Porous ZnO-SnO2-Zn2SnO4 heterojunction nanofibers fabricated by electrospinning for enhanced ethanol sensing properties under UV irradiation

An electrospinning technique followed by subsequent heat treatment with a high ramp rate (10 degrees C/min) was developed to construct porous ZnO-SnO2-Zn2SnO4 heterojunction nanofibers. Ethanol sensing results under UV light irradiation showed that the ZnO-SnO2-Zn2SnO4 nanofibers exhibited much higher response and lower operating temperature in comparison with the pure Zn2SnO4 nanofibers prepared with a low ramp rate of 2 degrees C/min.
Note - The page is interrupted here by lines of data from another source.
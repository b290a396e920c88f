//! # docstash core
//!
//! Embedded write-behind document store.
//!
//! This crate provides:
//! - An in-memory cache of typed documents grouped into collections
//! - A property catalog describing how record types map to JSON fields
//! - An object pool of pre-constructed instances for cheap copies
//! - A paced write-behind scheduler (partial writes plus a periodic full write)
//! - Field-level merge-on-write, so stored fields survive schema changes
//!
//! Storage goes through a [`docstash_storage::FileProvider`]; each document
//! is one JSON file under `<root>/<collection>/<id>`.
//!
//! ## Example
//!
//! ```rust
//! use docstash_core::{Config, Database, PropertyCatalog, Record, Schema};
//! use docstash_storage::InMemoryProvider;
//! use std::sync::Arc;
//!
//! #[derive(Debug, Default)]
//! struct Player {
//!     id: String,
//!     name: String,
//! }
//!
//! impl Record for Player {
//!     fn schema() -> Schema<Self> {
//!         Schema::<Self>::new("Player")
//!             .collection("players")
//!             .id("id", |p| &p.id, |p| &mut p.id)
//!             .field("name", |p| &p.name, |p| &mut p.name)
//!     }
//! }
//!
//! let config = Config::default().ticker_enabled(false).pool_size(8);
//! let catalog = PropertyCatalog::new().with::<Player>().unwrap();
//! let db = Database::open_with_provider(config, Arc::new(InMemoryProvider::new()), catalog).unwrap();
//!
//! let mut player = Player { name: "ada".to_string(), ..Default::default() };
//! let id = db.insert(&mut player).unwrap();
//! assert_eq!(player.id, id.as_str());
//!
//! let found = db.select(|p: &Player| p.name == "ada").unwrap();
//! assert_eq!(found.len(), 1);
//! db.shutdown().unwrap();
//! ```

#![deny(unsafe_code)]
#![warn(missing_docs)]

mod cache;
mod catalog;
mod config;
mod database;
mod document;
mod error;
mod id;
mod persist;
mod pool;
mod registry;
mod stats;
mod ticker;

pub use cache::{FlushOutcome, StaleSet, WriteBehindCache, WriteWindow};
pub use catalog::{
    FieldDescriptor, FieldInfo, Identifier, Payload, PropertyCatalog, Record, Schema, TypeSchema,
};
pub use config::Config;
pub use database::Database;
pub use document::{Document, DocumentKey};
pub use error::{CoreError, CoreResult};
pub use id::DocumentId;
pub use persist::{CollectionDefinition, MergeWriter, DEFINITION_FILE};
pub use pool::{ObjectPool, REPLENISH_INTERVAL};
pub use registry::{Collection, CollectionRegistry};
pub use stats::{DatabaseStats, StatsSnapshot};
pub use ticker::Ticker;
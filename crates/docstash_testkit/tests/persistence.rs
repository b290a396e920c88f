//! Restart, merge and crash behavior over a shared disk.

use docstash_core::Config;
use docstash_storage::FileProvider;
use docstash_testkit::prelude::*;
use serde_json::json;

#[test]
fn documents_survive_restart() {
    let disk = TestDisk::new();
    let db = disk.open(player_catalog());

    let mut ada = Player::named("ada").with_level(12);
    ada.inventory = vec!["sword".to_string(), "rope".to_string()];
    ada.guild = Some("owls".to_string());
    db.insert(&mut ada).unwrap();

    let mut lamp = Item::new("lamp", 1.5);
    db.insert(&mut lamp).unwrap();
    db.shutdown().unwrap();

    let db = disk.open(player_catalog());
    assert_eq!(db.select(|p: &Player| p.id == ada.id).unwrap(), vec![ada.clone()]);
    assert_eq!(db.select(|i: &Item| i.id == lamp.id).unwrap(), vec![lamp.clone()]);
    assert_eq!(
        db.collection_names(),
        vec!["items".to_string(), "players".to_string()]
    );
}

#[test]
fn narrowed_type_keeps_fields_it_no_longer_declares() {
    let disk = TestDisk::new();

    let db = disk.open(player_catalog());
    let mut ada = Player::named("ada").with_level(3);
    ada.health = 42;
    ada.inventory = vec!["map".to_string()];
    ada.guild = Some("owls".to_string());
    db.insert(&mut ada).unwrap();
    db.shutdown().unwrap();

    // The application now only knows id, name and level.
    let db = disk.open(player_v2_catalog());
    let mut slim = db.select_one(|p: &PlayerV2| p.id == ada.id).unwrap().unwrap();
    assert_eq!(slim.level, 3);
    slim.level = 4;
    db.insert(&mut slim).unwrap();
    db.shutdown().unwrap();

    let stored = disk.read_json("players", &ada.id).unwrap();
    assert_eq!(stored["level"], 4);
    assert_eq!(stored["health"], 42);
    assert_eq!(stored["inventory"], json!(["map"]));
    assert_eq!(stored["guild"], "owls");

    // Going back to the wide type sees both the old and the new data.
    let db = disk.open(player_catalog());
    let wide = db.select_one(|p: &Player| p.id == ada.id).unwrap().unwrap();
    assert_eq!(wide.level, 4);
    assert_eq!(wide.health, 42);
    assert_eq!(wide.inventory, vec!["map".to_string()]);
}

#[test]
fn disabling_merge_drops_undeclared_fields() {
    let disk = TestDisk::new();

    let db = disk.open(player_catalog());
    let mut ada = Player::named("ada");
    ada.guild = Some("owls".to_string());
    db.insert(&mut ada).unwrap();
    db.shutdown().unwrap();

    let db = disk.open_with(test_config().merge_on_write(false), player_v2_catalog());
    let mut slim = db.select_one(|p: &PlayerV2| p.id == ada.id).unwrap().unwrap();
    db.insert(&mut slim).unwrap();
    db.shutdown().unwrap();

    let stored = disk.read_json("players", &ada.id).unwrap();
    assert_eq!(stored["name"], "ada");
    assert!(stored.get("guild").is_none());
    assert!(stored.get("health").is_none());
}

#[test]
fn stored_field_names_match_case_insensitively() {
    let disk = TestDisk::new();
    disk.provider()
        .write_file(
            "docstash/players/definition.txt",
            r#"{"name":"players","document_type":"Player","id_field":"id"}"#,
        )
        .unwrap();
    disk.write_json(
        "players",
        "p1",
        &json!({ "ID": "p1", "Name": "ada", "LEVEL": 9, "unrelated": true }),
    );

    let db = disk.open(player_catalog());
    let ada = db.select_one(|p: &Player| p.id == "p1").unwrap().unwrap();
    assert_eq!(ada.name, "ada");
    assert_eq!(ada.level, 9);
    assert_eq!(ada.health, 0);
}

#[test]
fn collection_with_mismatched_file_name_is_skipped() {
    let disk = TestDisk::new();
    {
        let db = disk.open(player_catalog());
        db.insert(&mut Item::new("lamp", 1.0)).unwrap();
    }
    disk.provider()
        .write_file(
            "docstash/players/definition.txt",
            r#"{"name":"players","document_type":"Player","id_field":"id"}"#,
        )
        .unwrap();
    disk.write_json("players", "renamed", &json!({ "id": "original", "name": "ada" }));

    let db = disk.open(player_catalog());
    assert_eq!(db.collection_names(), vec!["items".to_string()]);
    assert_eq!(db.count::<Item>().unwrap(), 1);
    assert_eq!(db.count::<Player>().unwrap(), 0);
}

#[test]
fn crash_keeps_flushed_documents_only() {
    let disk = TestDisk::new();
    let db = disk.open(player_catalog());

    let saved = db.insert(&mut Player::named("saved")).unwrap();
    db.force_full_write().unwrap();
    let mut replaced = Player::named("replaced");
    db.insert(&mut replaced).unwrap();
    db.force_full_write().unwrap();

    replaced.level = 50;
    db.insert(&mut replaced).unwrap();
    let lost = db.insert(&mut Player::named("lost")).unwrap();
    crash(db);

    let db = disk.open(player_catalog());
    assert!(db.any(|p: &Player| p.id == saved.as_str()).unwrap());
    assert!(!db.any(|p: &Player| p.id == lost.as_str()).unwrap());

    // The replacement never reached disk; the earlier version did.
    let survivor = db.select_one(|p: &Player| p.id == replaced.id).unwrap().unwrap();
    assert_eq!(survivor.level, 1);
}

#[test]
fn file_database_round_trip() {
    let test_db = TestDatabase::file(player_catalog());
    let path = test_db.path().unwrap();

    let mut ada = Player::named("ada").with_level(7);
    test_db.insert(&mut ada).unwrap();
    test_db.force_full_write().unwrap();

    let file = path.join("docstash").join("players").join(&ada.id);
    let text = std::fs::read_to_string(file).unwrap();
    assert!(text.contains("\"ada\""));

    let test_db = test_db.reopen(player_catalog());
    assert_eq!(test_db.select(|p: &Player| p.id == ada.id).unwrap(), vec![ada.clone()]);
}

#[test]
fn compact_json_when_indent_disabled() {
    let disk = TestDisk::new();
    let config = Config::default()
        .ticker_enabled(false)
        .startup_messages(false)
        .indent_json(false);
    let db = disk.open_with(config, player_catalog());
    let id = db.insert(&mut Player::named("ada")).unwrap();
    db.force_full_write().unwrap();

    let text = disk
        .provider()
        .read_file(&TestDisk::document_path("players", id.as_str()))
        .unwrap()
        .unwrap();
    assert!(!text.contains('\n'));
}
//! Property-based test generators using proptest.
//!
//! Provides strategies for generating records and operation sequences, and a
//! reference model the database must agree with after any sequence.

use crate::records::Player;
use docstash_core::{CoreResult, Database};
use proptest::prelude::*;
use std::collections::BTreeMap;

/// Number of distinct player ids the operation strategies use.
pub const SLOTS: usize = 8;

/// Strategy for generating player names.
pub fn name_strategy() -> impl Strategy<Value = String> {
    prop::string::string_regex("[a-z][a-z0-9_]{0,11}").expect("Invalid regex")
}

/// Strategy for generating players without an id.
pub fn player_strategy() -> impl Strategy<Value = Player> {
    (
        name_strategy(),
        0u32..100,
        -1000i64..1000,
        prop::collection::vec(name_strategy(), 0..4),
        prop::option::of(name_strategy()),
    )
        .prop_map(|(name, level, health, inventory, guild)| Player {
            id: String::new(),
            name,
            level,
            health,
            inventory,
            guild,
        })
}

/// One step of a generated workload.
#[derive(Debug, Clone)]
pub enum Op {
    /// Insert (or replace) the player in a slot.
    Insert {
        /// Slot index, see [`slot_id`].
        slot: usize,
        /// Level to store.
        level: u32,
    },
    /// Delete the player in a slot, if present.
    Delete {
        /// Slot index.
        slot: usize,
    },
    /// Run one scheduled tick.
    Tick,
    /// Write everything stale.
    Flush,
}

/// Strategy for generating a single operation.
pub fn op_strategy() -> impl Strategy<Value = Op> {
    prop_oneof![
        4 => (0..SLOTS, 0u32..1000).prop_map(|(slot, level)| Op::Insert { slot, level }),
        2 => (0..SLOTS).prop_map(|slot| Op::Delete { slot }),
        1 => Just(Op::Tick),
        1 => Just(Op::Flush),
    ]
}

/// Strategy for generating operation sequences.
pub fn op_sequence_strategy(max_len: usize) -> impl Strategy<Value = Vec<Op>> {
    prop::collection::vec(op_strategy(), 1..max_len)
}

/// The id used for a slot.
pub fn slot_id(slot: usize) -> String {
    format!("player-{slot}")
}

/// Expected contents of the `players` collection: id → level.
#[derive(Debug, Clone, Default, PartialEq, Eq)]
pub struct Model {
    players: BTreeMap<String, u32>,
}

impl Model {
    /// Creates an empty model.
    pub fn new() -> Self {
        Self::default()
    }

    /// Applies one operation to the model.
    pub fn apply(&mut self, op: &Op) {
        match op {
            Op::Insert { slot, level } => {
                self.players.insert(slot_id(*slot), *level);
            }
            Op::Delete { slot } => {
                self.players.remove(&slot_id(*slot));
            }
            Op::Tick | Op::Flush => {}
        }
    }

    /// Returns the expected players.
    pub fn players(&self) -> &BTreeMap<String, u32> {
        &self.players
    }
}

/// Applies one operation to a database.
///
/// # Errors
///
/// Propagates the database's error.
pub fn apply_op(db: &Database, op: &Op) -> CoreResult<()> {
    match op {
        Op::Insert { slot, level } => {
            let mut player = Player {
                id: slot_id(*slot),
                name: format!("p{slot}"),
                level: *level,
                ..Player::default()
            };
            db.insert(&mut player)?;
        }
        Op::Delete { slot } => {
            let id = slot_id(*slot);
            db.delete(|p: &Player| p.id == id)?;
        }
        Op::Tick => {
            db.tick()?;
        }
        Op::Flush => {
            db.force_full_write()?;
        }
    }
    Ok(())
}

/// Returns what the database holds, in the model's shape.
///
/// # Errors
///
/// Propagates the database's error.
pub fn observe(db: &Database) -> CoreResult<BTreeMap<String, u32>> {
    Ok(db
        .select(|_: &Player| true)?
        .into_iter()
        .map(|player| (player.id, player.level))
        .collect())
}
The response of ZnO-SnO2-Zn2SnO4 nanofibers to 200 ppm ethanol was up to 121.0 at 130 degrees C, which was 3.7 times higher than that of pure Zn2SnO4 nanofibers. The ethanol response of the ZnO-SnO2-Zn2SnO4 sensor can still up to 6.0-200 ppm under a high relative humidity of 82% at 130 degrees C. In addition, ZnO-SnO2-Zn2SnO4 heterojunction nanofibers also exhibited good ethanol reproducibility and selectivity. The enhanced sensing characteristics were mainly attributed to the synergetic effects of several factors including the formation of multiple n-n heterojunctions, increased oxygen species adsorption capacity, enhanced light absorption, reduced recombination rate of photoinduced electrons and holes, as well as increased specific surface area and porosity of ZnO-SnO2-Zn2SnO4 nanofibers. (C) 2020 Elsevier B.V. All rights reserved.

Automated summary

The porous ZnO-SnO2-Zn2SnO4 heterojunction nanofibers were prepared using electrospinning and high ramp rate heat treatment, showing significantly enhanced ethanol sensing capabilities under UV light irradiation. The response of ZnO-SnO2-Zn2SnO4 nanofibers to ethanol was much higher than that of pure Zn2SnO4 nanofibers, and remained effective even in high humidity conditions.